Available records:

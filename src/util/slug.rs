//! Slug normalization for free-text display names.
//!
//! Collected editions list their creators by display name only, so the name has to be turned
//! into the slug under which the creator was stored before the link can be resolved.

use unicode_normalization::{char::is_combining_mark, UnicodeNormalization};

/// Normalized slugs that do not match the stored creator slug.
///
/// Keyed by the output of the automatic normalization.
static SLUG_OVERRIDES: &[(&str, &str)] = &[("jm-dematteis", "j-m-dematteis")];

/// Latin letters with no canonical decomposition, so NFD leaves them intact.
static UNDECOMPOSABLE: &[(char, &str)] = &[
    ('ł', "l"),
    ('ø', "o"),
    ('đ', "d"),
    ('ħ', "h"),
    ('ı', "i"),
    ('ß', "ss"),
    ('æ', "ae"),
    ('œ', "oe"),
];

/// Convert a display name such as `"Stan Lee"` into its slug, `"stan-lee"`.
///
/// Lowercases, replaces spaces with hyphens, drops periods and apostrophes and strips
/// diacritics by decomposing to NFD and discarding combining marks, then applies
/// [`SLUG_OVERRIDES`].
pub fn slugify(name: &str) -> String {
    let lowered = name.trim().to_lowercase();
    let mut slug = String::with_capacity(lowered.len());

    for c in lowered.nfd().filter(|c| !is_combining_mark(*c)) {
        match c {
            ' ' => slug.push('-'),
            '.' | '\'' | '\u{2019}' => {}
            c => match UNDECOMPOSABLE.iter().find(|(from, _)| *from == c) {
                Some((_, to)) => slug.push_str(to),
                None => slug.push(c),
            },
        }
    }

    match SLUG_OVERRIDES.iter().find(|(from, _)| *from == slug) {
        Some((_, to)) => to.to_string(),
        None => slug,
    }
}
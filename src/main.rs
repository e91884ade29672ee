use cartographer_seed::{config::Config, error::Error, seed::SeedPipeline, startup};

#[tokio::main]
async fn main() {
    dotenvy::dotenv().ok();
    startup::init_tracing();

    if let Err(e) = run().await {
        tracing::error!("Seed failed: {}", e);
        std::process::exit(1);
    }
}

async fn run() -> Result<(), Error> {
    let config = Config::from_env()?;
    let db = startup::connect_to_database(&config).await?;

    let summary = SeedPipeline::new(&db, &config.data_dir).run().await?;
    summary.log();

    Ok(())
}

Exercise brief: Your response must consist of all the records, retyped exactly.

Your response:
filename src/util/slug.rs
//! Slug normalization for free-text display names.
//!
//! Collected editions list their creators by display name only, so the name has to be turned
//! into the slug under which the creator was stored before the link can be resolved.

use unicode_normalization::{char::is_combining_mark, UnicodeNormalization};

/// Normalized slugs that do not match the stored creator slug.
///
/// Keyed by the output of the automatic normalization.
static SLUG_OVERRIDES: &[(&str, &str)] = &[("jm-dematteis", "j-m-dematteis")];

/// Latin letters with no canonical decomposition, so NFD leaves them intact.
static UNDECOMPOSABLE: &[(char, &str)] = &[
    ('ł', "l"),
    ('ø', "o"),
    ('đ', "d"),
    ('ħ', "h"),
    ('ı', "i"),
    ('ß', "ss"),
    ('æ', "ae"),
    ('œ', "oe"),
];

/// Convert a display name such as `"Stan Lee"` into its slug, `"stan-lee"`.
///
/// Lowercases, replaces spaces with hyphens, drops periods and apostrophes and strips
/// diacritics by decomposing to NFD and discarding combining marks, then applies
/// [`SLUG_OVERRIDES`].
pub fn slugify(name: &str) -> String {
    let lowered = name.trim().to_lowercase();
    let mut slug = String::with_capacity(lowered.len());

    for c in lowered.nfd().filter(|c| !is_combining_mark(*c)) {
        match c {
            ' ' => slug.push('-'),
            '.' | '\'' | '\u{2019}' => {}
            c => match UNDECOMPOSABLE.iter().find(|(from, _)| *from == c) {
                Some((_, to)) => slug.push_str(to),
                None => slug.push(c),
            },
        }
    }

    match SLUG_OVERRIDES.iter().find(|(from, _)| *from == slug) {
        Some((_, to)) => to.to_string(),
        None => slug,
    }
}
filename src/main.rs
repository e91884ade29672ee
use cartographer_seed::{config::Config, error::Error, seed::SeedPipeline, startup};

#[tokio::main]
async fn main() {
    dotenvy::dotenv().ok();
    startup::init_tracing();

    if let Err(e) = run().await {
        tracing::error!("Seed failed: {}", e);
        std::process::exit(1);
    }
}

async fn run() -> Result<(), Error> {
    let config = Config::from_env()?;
    let db = startup::connect_to_database(&config).await?;

    let summary = SeedPipeline::new(&db, &config.data_dir).run().await?;
    summary.log();

    Ok(())
}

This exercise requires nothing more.